To moje drugie podejście do tego posta. Mam nadzieję, że tym razem zrobię wszystko dobrze. Więc miało być o znaku zapytania , jakim jest płeć naszego dziecka. W środę byliśmy u ginekologa na kontrolnym badaniu i miałam nadzieję, że w końcu dowiem się, kto mi tam spać nie daje po nocach? I guzik. Lekarz po badaniu, obejrzeniu wyników krwi, moczu, pogadał troszkę ze mną i zabrał się w końcu za USG. Jeździł tą głowicą po moim brzuchu i jeździł. Myślałam że sam powie, ale on najpierw pomiary robił, czyli nóżka ile ma, ile główka, ile dzidziuś waży. Już się denerwowałam ,że ani nie wspomni o płci. Więc zapytałam:"Panie doktorze, czy dowiem się dziś jakiej płci jest mój maluszek?" Na co on zaczął dalej szukać. No i niby coś znalazł, zapytał: "czy to pani przypomina siusiaka?" Ja jak głupia się już w duchu ucieszyłam, że może jednak tak. A on mi na to, że dziewczynka chyba. Ja mówię :"Jak to chyba?" Odpowiedział: "No bo nie widać za dobrze."
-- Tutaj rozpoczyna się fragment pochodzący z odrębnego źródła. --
use serde::{de::DeserializeOwned, Serialize};
use serde_json::Value;

use crate::client::{ApiClient, RequestOptions};
use crate::error::{ApiError, ErrorKind, NO_STATUS};
use crate::transport::Method;

use super::types::{
  unwrap_envelope, AuthResponse, ContactMessage, ContactReceipt, Donation, DonationRequest,
  ImpactStats, LoginRequest, PaymentRequest, PaymentResult, RegisterRequest, Story, User,
  Volunteer, VolunteerApplication,
};

/// Typed client for the nonprofit's REST API.
#[derive(Clone)]
pub struct NonprofitApi {
  client: ApiClient,
}

impl NonprofitApi {
  pub fn new(client: ApiClient) -> Self {
    Self { client }
  }

  pub fn client(&self) -> &ApiClient {
    &self.client
  }

  /// Log in and persist the returned token and user
  pub async fn login(&self, email: &str, password: &str) -> Result<User, ApiError> {
    let response: AuthResponse = self
      .send(Method::Post, "auth/login", Some(&LoginRequest { email, password }))
      .await?;
    self.store_session(&response)?;
    tracing::info!(user = %response.user.email, "Logged in");
    Ok(response.user)
  }

  /// Create an account and persist the returned token and user
  pub async fn register(&self, name: &str, email: &str, password: &str) -> Result<User, ApiError> {
    let response: AuthResponse = self
      .send(
        Method::Post,
        "auth/register",
        Some(&RegisterRequest {
          name,
          email,
          password,
        }),
      )
      .await?;
    self.store_session(&response)?;
    tracing::info!(user = %response.user.email, "Registered");
    Ok(response.user)
  }

  /// Current user according to the server. Refreshes the cached copy.
  pub async fn me(&self) -> Result<User, ApiError> {
    let user: User = self.send(Method::Get, "auth/me", None::<&()>).await?;
    if let Err(e) = self.client.session().set_user(&user) {
      tracing::warn!("Could not cache user: {}", e);
    }
    Ok(user)
  }

  /// Forget the stored token and user
  pub fn logout(&self) -> Result<(), ApiError> {
    self
      .client
      .session()
      .clear()
      .map_err(|e| storage_error("Failed to clear session", e))?;
    tracing::info!("Logged out");
    Ok(())
  }

  /// The user stored at the last login, without asking the server
  pub fn cached_user(&self) -> Option<User> {
    self.client.session().user().ok().flatten()
  }

  pub async fn volunteers(&self) -> Result<Vec<Volunteer>, ApiError> {
    self.send(Method::Get, "volunteers", None::<&()>).await
  }

  pub async fn register_volunteer(
    &self,
    application: &VolunteerApplication,
  ) -> Result<Volunteer, ApiError> {
    self.send(Method::Post, "volunteers", Some(application)).await
  }

  pub async fn donations(&self) -> Result<Vec<Donation>, ApiError> {
    self.send(Method::Get, "donations", None::<&()>).await
  }

  pub async fn create_donation(&self, donation: &DonationRequest) -> Result<Donation, ApiError> {
    self.send(Method::Post, "donations", Some(donation)).await
  }

  pub async fn process_payment(&self, payment: &PaymentRequest) -> Result<PaymentResult, ApiError> {
    self.send(Method::Post, "donations/payment", Some(payment)).await
  }

  pub async fn send_contact(&self, message: &ContactMessage) -> Result<ContactReceipt, ApiError> {
    self.send(Method::Post, "contact", Some(message)).await
  }

  pub async fn impact(&self) -> Result<ImpactStats, ApiError> {
    self.send(Method::Get, "impact", None::<&()>).await
  }

  pub async fn stories(&self) -> Result<Vec<Story>, ApiError> {
    self.send(Method::Get, "stories", None::<&()>).await
  }

  /// Free-form content for an about page section (e.g. "team", "mission")
  pub async fn about(&self, section: &str) -> Result<Value, ApiError> {
    let section = section.trim().trim_matches('/').trim();
    if section.is_empty() {
      return Err(ApiError::new(
        ErrorKind::Validation,
        NO_STATUS,
        "About section must not be empty",
      ));
    }
    self
      .send(Method::Get, &format!("about/{}", section), None::<&()>)
      .await
  }

  async fn send<B: Serialize, T: DeserializeOwned>(
    &self,
    method: Method,
    path: &str,
    body: Option<&B>,
  ) -> Result<T, ApiError> {
    let body = body
      .map(serde_json::to_value)
      .transpose()
      .map_err(|e| {
        ApiError::new(
          ErrorKind::Unknown,
          NO_STATUS,
          format!("Failed to serialize request body: {}", e),
        )
      })?;

    let value = self
      .client
      .request(method, path, body, RequestOptions::default())
      .await?;
    unwrap_envelope(value)
  }

  fn store_session(&self, response: &AuthResponse) -> Result<(), ApiError> {
    let session = self.client.session();
    session
      .set_token(&response.token)
      .map_err(|e| storage_error("Failed to store token", e))?;
    session
      .set_user(&response.user)
      .map_err(|e| storage_error("Failed to store user", e))
  }
}

fn storage_error(context: &str, e: color_eyre::Report) -> ApiError {
  ApiError::new(ErrorKind::Unknown, NO_STATUS, format!("{}: {}", context, e))
}

#[cfg(test)]
mod tests {
  use super::*;
  use crate::config::ApiConfig;
  use crate::storage::Session;
  use crate::transport::testing::{Reply, ScriptedTransport};
  use serde_json::json;
  use std::sync::Arc;

  fn api(transport: &ScriptedTransport) -> NonprofitApi {
    let config = ApiConfig {
      base_url: "http://api.test/api".to_string(),
      timeout_ms: 1_000,
      max_retries: 0,
    };
    NonprofitApi::new(ApiClient::with_transport(
      Arc::new(transport.clone()),
      &config,
      Session::in_memory(),
    ))
  }

  #[tokio::test]
  async fn test_login_stores_session_and_authenticates_later_calls() {
    let transport = ScriptedTransport::new([
      Reply::json(
        200,
        json!({ "token": "jwt-1", "user": { "_id": "u1", "name": "Ada", "email": "ada@example.org" } }),
      ),
      Reply::json(200, json!({ "data": [] })),
    ]);
    let api = api(&transport);

    let user = api.login("ada@example.org", "pw").await.unwrap();
    assert_eq!(user.id, "u1");
    assert_eq!(api.cached_user(), Some(user));

    let volunteers = api.volunteers().await.unwrap();
    assert!(volunteers.is_empty());

    let requests = transport.requests();
    assert_eq!(requests[0].url, "http://api.test/api/auth/login");
    assert_eq!(requests[0].header("authorization"), None);
    assert_eq!(
      serde_json::from_str::<Value>(requests[0].body.as_deref().unwrap()).unwrap(),
      json!({ "email": "ada@example.org", "password": "pw" })
    );
    assert_eq!(requests[1].header("authorization"), Some("Bearer jwt-1"));
  }

  #[tokio::test]
  async fn test_logout_clears_session() {
    let transport = ScriptedTransport::new([Reply::json(
      200,
      json!({ "data": { "token": "t", "user": { "id": "1", "name": "A", "email": "a@b.c" } } }),
    )]);
    let api = api(&transport);

    api.login("a@b.c", "pw").await.unwrap();
    api.logout().unwrap();

    assert_eq!(api.cached_user(), None);
    assert_eq!(api.client().session().token().unwrap(), None);
  }

  #[tokio::test]
  async fn test_failed_login_stores_nothing() {
    let transport =
      ScriptedTransport::new([Reply::json(401, json!({ "message": "Invalid credentials" }))]);
    let api = api(&transport);

    let err = api.login("a@b.c", "wrong").await.unwrap_err();
    assert_eq!(err.kind(), ErrorKind::Authentication);
    assert_eq!(err.message(), "Invalid credentials");
    assert_eq!(api.client().session().token().unwrap(), None);
  }

  #[tokio::test]
  async fn test_endpoint_paths() {
    let transport = ScriptedTransport::new([Reply::json(200, json!({}))]);
    let api = api(&transport);

    api.impact().await.unwrap();
    api.about("/team/").await.unwrap();
    api
      .process_payment(&PaymentRequest {
        donation_id: "d1".to_string(),
        amount: 10.0,
        currency: "USD".to_string(),
        payment_token: "tok".to_string(),
      })
      .await
      .unwrap();

    let urls: Vec<String> = transport.requests().into_iter().map(|r| r.url).collect();
    assert_eq!(
      urls,
      vec![
        "http://api.test/api/impact",
        "http://api.test/api/about/team",
        "http://api.test/api/donations/payment",
      ]
    );
  }

  #[tokio::test]
  async fn test_about_keeps_content_with_data_field() {
    let content = json!({ "title": "Our team", "data": ["Ada", "Grace"] });
    let transport = ScriptedTransport::new([Reply::json(200, content.clone())]);
    let api = api(&transport);

    assert_eq!(api.about("team").await.unwrap(), content);
  }

  #[tokio::test]
  async fn test_empty_about_section_rejected_locally() {
    let transport = ScriptedTransport::default();
    let api = api(&transport);

    for section in ["", "/", "  / "] {
      let err = api.about(section).await.unwrap_err();
      assert_eq!(err.kind(), ErrorKind::Validation);
    }
    assert_eq!(transport.calls(), 0);
  }
}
O matko! Ale się zdenerwowałam na Dzidziusia. No bo nadal będziemy musieli go nazywać Dzidziusiem. A już mieliśmy plan, że jak się pokaże to siądziemy po powrocie i wybierzemy ostatecznie imię, no i już będę mogła się pochwalić wszystkim, w końcu udać się na zakupy. A tu Maluszek zrobił mamusi psikusa. No co za charakterek! Mój mąż się śmiał, powiedział, że Dzidzia już pokazuje swoją upartość, którą na pewno odziedziczy po mamusi. Jakby On nie był kurcze uparty. Ale z facetami tak to jest. Mój w ogóle jakoś dziwnie się zachowuje. Nie wiem czy się cieszy czy bardziej przejmuje.
nie łam się tylko pisz wszystko przychodzi małymi kroczkami;)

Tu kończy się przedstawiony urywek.